Sutcliffe decided there would be only one way to counter the bowling and the pitch-all out attack. It worked like a charm and the more he smote their bowlers, the louder the crowd roared their support. It was an unusual turn of events but understandable given the circumstances.

Ironside was smashed for 6, three and four in quick succession. Adcock too was dispatched to the boundary and now captain Jack Cheetham turned to his other trump card, off spinner Hugh Tayfield.

Sutcliffe though was unstoppable and another six and four flowed from his bat. In 39 minutes he had added 50 with Mooney, helping to avert the follow-on before the 'keeper'as dismissed by Ironside for a gallant 35 shortly after tea.

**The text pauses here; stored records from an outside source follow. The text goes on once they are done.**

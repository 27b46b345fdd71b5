/// Postgres to GraphQL type mapping
///
/// Integer columns map to `Int`, floating point and numeric to `Float`, text
/// to `String`, temporal columns to the `Date`/`Datetime` scalars. The `id`
/// column deliberately stays `Int` — the relay-global `nodeId` field is the
/// schema's `ID`, and clients depend on `id: Int!` staying an integer.

use crate::pg::PgType;
use async_graphql::dynamic::TypeRef;

/// Map a column type to a GraphQL output/input type
pub fn pg_to_graphql_type(pg_type: PgType, nullable: bool) -> TypeRef {
    let name = graphql_type_name(pg_type);
    if nullable {
        TypeRef::named(name)
    } else {
        TypeRef::named_nn(name)
    }
}

/// The GraphQL type name a column type maps to
pub fn graphql_type_name(pg_type: PgType) -> &'static str {
    match pg_type {
        PgType::Int2 | PgType::Int4 | PgType::Int8 => TypeRef::INT,
        PgType::Float4 | PgType::Float8 | PgType::Numeric => TypeRef::FLOAT,
        PgType::Text => TypeRef::STRING,
        PgType::Bool => TypeRef::BOOLEAN,
        PgType::Date => "Date",
        PgType::Timestamp | PgType::Timestamptz => "Datetime",
    }
}

#[cfg(test)]
mod tests {
    use super::*;

    #[test]
    fn test_integer_mapping() {
        let type_ref = pg_to_graphql_type(PgType::Int4, false);
        assert_eq!(type_ref.to_string(), "Int!");
    }

    #[test]
    fn test_id_column_is_not_graphql_id() {
        // The contract pins item.id to Int!; nodeId carries the global ID
        let type_ref = pg_to_graphql_type(PgType::Int4, false);
        assert!(!type_ref.to_string().contains("ID"));
    }

    #[test]
    fn test_nullable_text_mapping() {
        let type_ref = pg_to_graphql_type(PgType::Text, true);
        assert_eq!(type_ref.to_string(), "String");
    }

    #[test]
    fn test_numeric_maps_to_float() {
        assert_eq!(graphql_type_name(PgType::Numeric), "Float");
    }

    #[test]
    fn test_temporal_mapping() {
        assert_eq!(graphql_type_name(PgType::Date), "Date");
        assert_eq!(graphql_type_name(PgType::Timestamptz), "Datetime");
    }
}
//! Naming conventions for the generated schema
//!
//! Simplified inflection: table names become singular PascalCase type names,
//! fields are camelCase, collection fields are pluralized. Matches the
//! "simplified" naming most clients expect (itemById-free, no table prefixes).

/// `order_item` -> `OrderItem`
pub fn to_pascal_case(s: &str) -> String {
    let mut result = String::new();
    let mut upper_next = true;
    for ch in s.chars() {
        if ch == '_' || ch == '-' {
            upper_next = true;
        } else if upper_next {
            result.push(ch.to_ascii_uppercase());
            upper_next = false;
        } else {
            result.push(ch);
        }
    }
    result
}

/// `order_item` -> `orderItem`
pub fn to_camel_case(s: &str) -> String {
    let pascal = to_pascal_case(s);
    let mut chars = pascal.chars();
    match chars.next() {
        Some(first) => first.to_ascii_lowercase().to_string() + chars.as_str(),
        None => String::new(),
    }
}

/// `orderItem` -> `ORDER_ITEM`, used for enum value names
pub fn to_upper_snake_case(s: &str) -> String {
    let mut result = String::new();
    for (i, ch) in s.chars().enumerate() {
        if ch.is_uppercase() && i > 0 {
            result.push('_');
        }
        if ch == '_' || ch == '-' {
            result.push('_');
        } else {
            result.push(ch.to_ascii_uppercase());
        }
    }
    result
}

/// Strip a plural suffix: `items` -> `item`, `boxes` -> `box`, `parties` -> `party`
pub fn singularize(s: &str) -> String {
    if let Some(stem) = s.strip_suffix("ies") {
        if !stem.is_empty() {
            return format!("{}y", stem);
        }
    }
    for suffix in ["ses", "xes", "zes", "ches", "shes"] {
        if let Some(stem) = s.strip_suffix(suffix) {
            if !stem.is_empty() {
                return format!("{}{}", stem, &suffix[..suffix.len() - 2]);
            }
        }
    }
    if let Some(stem) = s.strip_suffix('s') {
        if !stem.is_empty() && !stem.ends_with('s') {
            return stem.to_string();
        }
    }
    s.to_string()
}

/// `item` -> `items`, `box` -> `boxes`, `party` -> `parties`
pub fn pluralize(s: &str) -> String {
    if let Some(stem) = s.strip_suffix('y') {
        let vowel_before = stem
            .chars()
            .last()
            .map(|c| "aeiou".contains(c))
            .unwrap_or(false);
        if !vowel_before {
            return format!("{}ies", stem);
        }
    }
    if s.ends_with('s') || s.ends_with('x') || s.ends_with('z') || s.ends_with("ch") || s.ends_with("sh")
    {
        return format!("{}es", s);
    }
    format!("{}s", s)
}

/// GraphQL type name for a table: `items` -> `Item`
pub fn type_name(table: &str) -> String {
    to_pascal_case(&singularize(table))
}

/// Single-row query field: `items` -> `item`
pub fn singular_field_name(table: &str) -> String {
    to_camel_case(&singularize(table))
}

/// Collection query field: `item` -> `items`
pub fn collection_field_name(table: &str) -> String {
    to_camel_case(&pluralize(&singularize(table)))
}
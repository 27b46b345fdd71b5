//! End-to-end tests executing GraphQL operations against an in-memory store
//!
//! These tests cover the full request path: query parsing, resolver dispatch,
//! relay pagination, nodeId round trips and the CRUD mutation contract.

use async_graphql::dynamic::Schema;
use async_graphql::{Executor, Name, Value};
use indexmap::IndexMap;
use postquill::pg::{ColumnInfo, MemoryStore, PgType, Store, TableInfo};
use postquill::schema::{SchemaBuilder, SchemaOptions};
use std::sync::Arc;

fn item_table() -> TableInfo {
    TableInfo {
        name: "item".to_string(),
        schema: "public".to_string(),
        columns: vec![
            ColumnInfo {
                name: "id".to_string(),
                pg_type: PgType::Int4,
                nullable: false,
                has_default: false,
            },
            ColumnInfo {
                name: "name".to_string(),
                pg_type: PgType::Text,
                nullable: false,
                has_default: false,
            },
            ColumnInfo {
                name: "description".to_string(),
                pg_type: PgType::Text,
                nullable: true,
                has_default: false,
            },
            ColumnInfo {
                name: "serial".to_string(),
                pg_type: PgType::Text,
                nullable: true,
                has_default: false,
            },
        ],
        primary_key: Some("id".to_string()),
    }
}

fn item_row(id: i64, name: &str, description: Option<&str>, serial: Option<&str>) -> Value {
    let mut obj = IndexMap::new();
    obj.insert(Name::new("id"), Value::Number(id.into()));
    obj.insert(Name::new("name"), Value::String(name.to_string()));
    obj.insert(
        Name::new("description"),
        description.map_or(Value::Null, |s| Value::String(s.to_string())),
    );
    obj.insert(
        Name::new("serial"),
        serial.map_or(Value::Null, |s| Value::String(s.to_string())),
    );
    Value::Object(obj)
}

fn schema_with(rows: Vec<Value>) -> Schema {
    let store = MemoryStore::new();
    store.load_rows("item", rows);
    let store: Arc<dyn Store> = Arc::new(store);

    let mut builder = SchemaBuilder::new(store).with_options(SchemaOptions {
        extended_errors: vec![
            "hint".to_string(),
            "detail".to_string(),
            "errcode".to_string(),
        ],
    });
    builder.add_table(item_table());
    builder.build().expect("schema should build")
}

async fn exec(schema: &Schema, query: &str) -> serde_json::Value {
    let response = schema.execute(query).await;
    assert!(
        response.errors.is_empty(),
        "unexpected errors: {:?}",
        response.errors
    );
    response.data.into_json().expect("data should be json")
}

// nodeId of item 1: base64 of ["items",1]
const ITEM_1_NODE_ID: &str = "WyJpdGVtcyIsMV0=";

#[tokio::test]
async fn add_two_numbers() {
    let schema = schema_with(vec![]);

    let data = exec(&schema, "{ addTwoNumbers(a: 2, b: 3) }").await;
    assert_eq!(data["addTwoNumbers"], 5);

    let data = exec(&schema, "{ addTwoNumbers(a: -1, b: 1) }").await;
    assert_eq!(data["addTwoNumbers"], 0);
}

#[tokio::test]
async fn single_item_by_primary_key() {
    let schema = schema_with(vec![item_row(1, "widget", None, Some("SN1"))]);

    let data = exec(
        &schema,
        "{ item(id: 1) { id name description serial nodeId } }",
    )
    .await;
    assert_eq!(data["item"]["id"], 1);
    assert_eq!(data["item"]["name"], "widget");
    assert_eq!(data["item"]["description"], serde_json::Value::Null);
    assert_eq!(data["item"]["serial"], "SN1");
    assert_eq!(data["item"]["nodeId"], ITEM_1_NODE_ID);
}

#[tokio::test]
async fn items_nodes_return_fixture_verbatim() {
    let schema = schema_with(vec![item_row(1, "widget", None, Some("SN1"))]);

    let data = exec(
        &schema,
        "{ items { nodes { description id name nodeId serial } } }",
    )
    .await;
    let nodes = data["items"]["nodes"].as_array().unwrap();
    assert_eq!(nodes.len(), 1);
    assert_eq!(
        nodes[0],
        serde_json::json!({
            "description": null,
            "id": 1,
            "name": "widget",
            "nodeId": ITEM_1_NODE_ID,
            "serial": "SN1",
        })
    );
}

#[tokio::test]
async fn missing_item_is_null() {
    let schema = schema_with(vec![item_row(1, "widget", None, None)]);
    let data = exec(&schema, "{ item(id: 99) { id } }").await;
    assert_eq!(data["item"], serde_json::Value::Null);
}

#[tokio::test]
async fn items_connection_with_ordering() {
    let schema = schema_with(vec![
        item_row(1, "bolt", None, None),
        item_row(2, "anvil", None, None),
        item_row(3, "clamp", None, None),
    ]);

    let data = exec(
        &schema,
        "{ items(orderBy: [NAME_ASC]) { totalCount nodes { id name } \
           pageInfo { hasNextPage hasPreviousPage } } }",
    )
    .await;
    assert_eq!(data["items"]["totalCount"], 3);
    let names: Vec<&str> = data["items"]["nodes"]
        .as_array()
        .unwrap()
        .iter()
        .map(|n| n["name"].as_str().unwrap())
        .collect();
    assert_eq!(names, vec!["anvil", "bolt", "clamp"]);
    assert_eq!(data["items"]["pageInfo"]["hasNextPage"], false);
    assert_eq!(data["items"]["pageInfo"]["hasPreviousPage"], false);
}

#[tokio::test]
async fn items_default_order_is_primary_key() {
    let schema = schema_with(vec![
        item_row(3, "clamp", None, None),
        item_row(1, "bolt", None, None),
        item_row(2, "anvil", None, None),
    ]);

    let data = exec(&schema, "{ items { nodes { id } } }").await;
    let ids: Vec<i64> = data["items"]["nodes"]
        .as_array()
        .unwrap()
        .iter()
        .map(|n| n["id"].as_i64().unwrap())
        .collect();
    assert_eq!(ids, vec![1, 2, 3]);
}

#[tokio::test]
async fn cursor_pagination_resumes_after_end_cursor() {
    let schema = schema_with(vec![
        item_row(1, "a", None, None),
        item_row(2, "b", None, None),
        item_row(3, "c", None, None),
        item_row(4, "d", None, None),
    ]);

    let data = exec(
        &schema,
        "{ items(first: 2) { edges { cursor node { id } } \
           pageInfo { endCursor hasNextPage } } }",
    )
    .await;
    assert_eq!(data["items"]["pageInfo"]["hasNextPage"], true);
    let end_cursor = data["items"]["pageInfo"]["endCursor"].as_str().unwrap();
    assert_eq!(
        data["items"]["edges"].as_array().unwrap()[1]["cursor"],
        end_cursor
    );

    let query = format!(
        "{{ items(first: 2, after: \"{}\") {{ nodes {{ id }} }} }}",
        end_cursor
    );
    let data = exec(&schema, &query).await;
    let ids: Vec<i64> = data["items"]["nodes"]
        .as_array()
        .unwrap()
        .iter()
        .map(|n| n["id"].as_i64().unwrap())
        .collect();
    assert_eq!(ids, vec![3, 4]);
}

#[tokio::test]
async fn condition_filters_rows() {
    let schema = schema_with(vec![
        item_row(1, "bolt", None, None),
        item_row(2, "bolt", None, None),
        item_row(3, "clamp", None, None),
    ]);

    let data = exec(
        &schema,
        "{ items(condition: { name: \"bolt\" }) { totalCount nodes { id } } }",
    )
    .await;
    assert_eq!(data["items"]["totalCount"], 2);
}

#[tokio::test]
async fn unknown_order_by_value_is_rejected() {
    let schema = schema_with(vec![item_row(1, "widget", None, None)]);
    let response = schema
        .execute("{ items(orderBy: [SOMETHING_ELSE]) { totalCount } }")
        .await;
    assert!(!response.errors.is_empty());
}

#[tokio::test]
async fn node_lookup_round_trips() {
    let schema = schema_with(vec![item_row(1, "widget", None, None)]);

    let query = format!(
        "{{ node(nodeId: \"{}\") {{ nodeId ... on Item {{ id name }} }} }}",
        ITEM_1_NODE_ID
    );
    let data = exec(&schema, &query).await;
    assert_eq!(data["node"]["id"], 1);
    assert_eq!(data["node"]["name"], "widget");
    assert_eq!(data["node"]["nodeId"], ITEM_1_NODE_ID);

    let query = format!(
        "{{ itemByNodeId(nodeId: \"{}\") {{ id }} }}",
        ITEM_1_NODE_ID
    );
    let data = exec(&schema, &query).await;
    assert_eq!(data["itemByNodeId"]["id"], 1);
}

#[tokio::test]
async fn create_item_echoes_client_mutation_id() {
    let schema = schema_with(vec![]);

    let data = exec(
        &schema,
        "mutation { createItem(input: { clientMutationId: \"req-42\", \
           item: { id: 1, name: \"widget\" } }) { \
           clientMutationId item { id name description } \
           itemEdge { cursor node { id } } } }",
    )
    .await;
    let payload = &data["createItem"];
    assert_eq!(payload["clientMutationId"], "req-42");
    assert_eq!(payload["item"]["id"], 1);
    assert_eq!(payload["item"]["name"], "widget");
    assert_eq!(payload["item"]["description"], serde_json::Value::Null);
    assert_eq!(payload["itemEdge"]["cursor"], serde_json::Value::Null);
    assert_eq!(payload["itemEdge"]["node"]["id"], 1);
}

#[tokio::test]
async fn omitted_client_mutation_id_is_null() {
    let schema = schema_with(vec![]);

    let data = exec(
        &schema,
        "mutation { createItem(input: { item: { id: 1, name: \"widget\" } }) \
           { clientMutationId item { id } } }",
    )
    .await;
    assert_eq!(
        data["createItem"]["clientMutationId"],
        serde_json::Value::Null
    );
    assert_eq!(data["createItem"]["item"]["id"], 1);
}

#[tokio::test]
async fn duplicate_insert_reports_errcode() {
    let schema = schema_with(vec![item_row(1, "widget", None, None)]);

    let response = schema
        .execute(
            "mutation { createItem(input: { item: { id: 1, name: \"dup\" } }) \
               { clientMutationId } }",
        )
        .await;
    assert!(!response.errors.is_empty());

    let error = serde_json::to_value(&response.errors[0]).unwrap();
    assert_eq!(error["extensions"]["errcode"], "23505");
    assert!(error["message"]
        .as_str()
        .unwrap()
        .contains("duplicate key value"));
}

#[tokio::test]
async fn update_item_applies_patch() {
    let schema = schema_with(vec![item_row(1, "widget", None, Some("SN1"))]);

    let data = exec(
        &schema,
        "mutation { updateItem(input: { id: 1, patch: { name: \"gadget\" } }) \
           { item { id name serial } } }",
    )
    .await;
    assert_eq!(data["updateItem"]["item"]["name"], "gadget");
    assert_eq!(data["updateItem"]["item"]["serial"], "SN1");
}

#[tokio::test]
async fn update_item_by_node_id() {
    let schema = schema_with(vec![item_row(1, "widget", None, None)]);

    let query = format!(
        "mutation {{ updateItemByNodeId(input: {{ nodeId: \"{}\", \
           patch: {{ description: \"updated\" }} }}) {{ item {{ description }} }} }}",
        ITEM_1_NODE_ID
    );
    let data = exec(&schema, &query).await;
    assert_eq!(data["updateItemByNodeId"]["item"]["description"], "updated");
}

#[tokio::test]
async fn update_missing_item_is_an_error() {
    let schema = schema_with(vec![]);
    let response = schema
        .execute(
            "mutation { updateItem(input: { id: 99, patch: { name: \"x\" } }) \
               { clientMutationId } }",
        )
        .await;
    assert!(!response.errors.is_empty());
}

#[tokio::test]
async fn delete_item_returns_deleted_node_id() {
    let schema = schema_with(vec![item_row(1, "widget", None, None)]);

    let data = exec(
        &schema,
        "mutation { deleteItem(input: { clientMutationId: \"d1\", id: 1 }) \
           { clientMutationId deletedItemNodeId item { id } } }",
    )
    .await;
    assert_eq!(data["deleteItem"]["clientMutationId"], "d1");
    assert_eq!(data["deleteItem"]["deletedItemNodeId"], ITEM_1_NODE_ID);
    assert_eq!(data["deleteItem"]["item"]["id"], 1);

    let data = exec(&schema, "{ items { totalCount } }").await;
    assert_eq!(data["items"]["totalCount"], 0);
}

#[tokio::test]
async fn query_field_on_payload_reflects_mutation() {
    let schema = schema_with(vec![]);

    let data = exec(
        &schema,
        "mutation { createItem(input: { item: { id: 1, name: \"widget\" } }) \
           { query { items { totalCount } } } }",
    )
    .await;
    assert_eq!(data["createItem"]["query"]["items"]["totalCount"], 1);
}

#[tokio::test]
async fn query_node_id_addresses_the_root() {
    let schema = schema_with(vec![item_row(1, "widget", None, None)]);

    let data = exec(&schema, "{ nodeId }").await;
    let root_id = data["nodeId"].as_str().unwrap().to_string();

    let query = format!(
        "{{ node(nodeId: \"{}\") {{ ... on Query {{ items {{ totalCount }} }} }} }}",
        root_id
    );
    let data = exec(&schema, &query).await;
    assert_eq!(data["node"]["items"]["totalCount"], 1);
}

#[tokio::test]
async fn batched_requests_execute_in_order() {
    let schema = schema_with(vec![]);

    let batch = async_graphql::BatchRequest::Batch(vec![
        async_graphql::Request::new("{ addTwoNumbers(a: 1, b: 2) }"),
        async_graphql::Request::new("{ addTwoNumbers(a: 3, b: 4) }"),
    ]);
    let response = schema.execute_batch(batch).await;

    let json = serde_json::to_value(&response).unwrap();
    let parts = json.as_array().expect("batch response should be an array");
    assert_eq!(parts[0]["data"]["addTwoNumbers"], 3);
    assert_eq!(parts[1]["data"]["addTwoNumbers"], 7);
}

The medium pacer also accounted for MacGibbon for a duck and now Sutcliffe was left with last man Overton for company. Tayfield was hoisted out of the ground for another six by Sutcliffe but when Ironside got his fifth wicket of the innings, the players and the umpires headed to the pavilion with the score reading 154 for 9.

Suddenly a hush descended on the ground. Those on the ground and in the stands were stunned to see Blair shakily make his way to the wicket to join the unbeaten Sutcliffe. He had been following the progress of the match back in his room and decided the team needed him.

In the pavilion his teammates wept openly; on the ground both Sutcliffe and the South African fielders were deeply moved. "I'd like to feel I can help," Blair told his stunned compatriot.

What followed was the most dramatic period of a day already packed with drama. Tayfield, renowned for his accuracy, was carted for 25 runs from one over (eight balls). Sutcliffe smashed three sixes into the crowd and then Blair did the same from the last ball.

One more followed before Blair was stumped for 6 to end the innings on 187. It had been the briefest and most courageous of innings. The pair had added 33 runs in 10 astonishing moments. Sutcliffe made 80 of the final 105 runs added with four 4s and seven 6s.

South Africa collapsed for 148 in their second innings while New Zealand could muster just 100, losing by 132 runs, Adcock picking up 5 for 43. But really, nobody could be bothered. December 26, 1953 was the day that had already gone down in cricket history and is remembered with awe even today.